Production Method Of Electrical Energy by Enhanced Thermal Electron Emission by the Use of Superior Semiconductors
The project aims to develop, validate and implement a novel solid-state conversion mechanism able to transform concentrated solar radiation into electric energy, at very high efficiency, with a direct conversion obtained by an enh...
The project aims to develop, validate and implement a novel solid-state conversion mechanism able to transform concentrated solar radiation into electric energy, at very high efficiency, with a direct conversion obtained by an enhanced electron emission from advanced semiconductor structures. Its application is in high-flux concentrating solar systems, characterized by presently mature optical technology, reduced request for active components, high cost-effectiveness.

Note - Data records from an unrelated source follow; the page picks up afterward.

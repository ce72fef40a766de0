use serde::Serialize;
use sqlx::FromRow;
use time::OffsetDateTime;
use uuid::Uuid;

use crate::query::{Columns, SqlValue};

/// User record in the database.
#[derive(Debug, Clone, Serialize, FromRow)]
pub struct User {
    pub id: Uuid,
    #[serde(with = "time::serde::rfc3339")]
    pub created_at: OffsetDateTime,
    #[serde(with = "time::serde::rfc3339")]
    pub updated_at: OffsetDateTime,
    pub user_name: String,
    pub email: String,
    #[serde(skip_serializing)]
    pub hashed_password: String, // Argon2 PHC string, not exposed in JSON
    #[serde(skip_serializing)]
    pub is_admin: bool,
    #[serde(skip_serializing)]
    pub is_verified: bool,
    #[serde(skip_serializing)]
    pub is_deleted: bool,
    #[serde(skip_serializing)]
    pub last_request: OffsetDateTime,
    #[serde(skip_serializing)]
    pub last_login: OffsetDateTime,
    #[serde(skip_serializing)]
    pub failed_login_attempts: i32,
}

impl User {
    /// Fresh record for a registration: new v7 id, counters at zero, every
    /// timestamp set to `now`.
    pub fn register(email: String, hashed_password: String, now: OffsetDateTime) -> Self {
        Self {
            id: Uuid::now_v7(),
            created_at: now,
            updated_at: now,
            user_name: email.clone(),
            email,
            hashed_password,
            is_admin: false,
            is_verified: false,
            is_deleted: false,
            last_request: now,
            last_login: now,
            failed_login_attempts: 0,
        }
    }

    pub fn to_columns(&self) -> Columns {
        let mut cols = Columns::new();
        cols.insert("id", self.id.into());
        cols.insert("created_at", self.created_at.into());
        cols.insert("updated_at", self.updated_at.into());
        cols.insert("user_name", self.user_name.clone().into());
        cols.insert("email", self.email.clone().into());
        cols.insert("hashed_password", self.hashed_password.clone().into());
        cols.insert("is_admin", self.is_admin.into());
        cols.insert("is_verified", self.is_verified.into());
        cols.insert("is_deleted", self.is_deleted.into());
        cols.insert("last_request", self.last_request.into());
        cols.insert("last_login", self.last_login.into());
        cols.insert("failed_login_attempts", self.failed_login_attempts.into());
        cols
    }
}

/// Partial update of a user row. `updated_at` is always written.
#[derive(Debug, Clone)]
pub struct UserChanges {
    pub updated_at: OffsetDateTime,
    pub user_name: Option<String>,
    pub email: Option<String>,
    pub hashed_password: Option<String>,
    pub is_deleted: Option<bool>,
    pub last_request: Option<OffsetDateTime>,
    pub last_login: Option<OffsetDateTime>,
    pub failed_login_attempts: Option<i32>,
}

impl UserChanges {
    pub fn at(now: OffsetDateTime) -> Self {
        Self {
            updated_at: now,
            user_name: None,
            email: None,
            hashed_password: None,
            is_deleted: None,
            last_request: None,
            last_login: None,
            failed_login_attempts: None,
        }
    }

    pub fn to_columns(&self) -> Columns {
        let mut cols = Columns::new();
        cols.insert("updated_at", self.updated_at.into());
        let optional: [(&'static str, Option<SqlValue>); 7] = [
            ("user_name", self.user_name.clone().map(Into::into)),
            ("email", self.email.clone().map(Into::into)),
            ("hashed_password", self.hashed_password.clone().map(Into::into)),
            ("is_deleted", self.is_deleted.map(Into::into)),
            ("last_request", self.last_request.map(Into::into)),
            ("last_login", self.last_login.map(Into::into)),
            ("failed_login_attempts", self.failed_login_attempts.map(Into::into)),
        ];
        cols.extend(optional.into_iter().filter_map(|(k, v)| v.map(|v| (k, v))));
        cols
    }

    /// Applies the same change set to an in-memory record.
    #[cfg(test)]
    pub fn apply(&self, user: &mut User) {
        user.updated_at = self.updated_at;
        if let Some(v) = &self.user_name {
            user.user_name = v.clone();
        }
        if let Some(v) = &self.email {
            user.email = v.clone();
        }
        if let Some(v) = &self.hashed_password {
            user.hashed_password = v.clone();
        }
        if let Some(v) = self.is_deleted {
            user.is_deleted = v;
        }
        if let Some(v) = self.last_request {
            user.last_request = v;
        }
        if let Some(v) = self.last_login {
            user.last_login = v;
        }
        if let Some(v) = self.failed_login_attempts {
            user.failed_login_attempts = v;
        }
    }
}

The energy conversion exploits the high radiation flux, provided by solar concentrators, by combining an efficient thermionic emission to an enhanced photo-electron emission from a cathode structure, obtained by tailoring the physical properties of advanced semiconductors able to work at temperatures as high as 1000 °C. The high operating temperatures are also connected to the possibility to exploit the residual thermal energy into electric energy by thermo-mechanical conversion.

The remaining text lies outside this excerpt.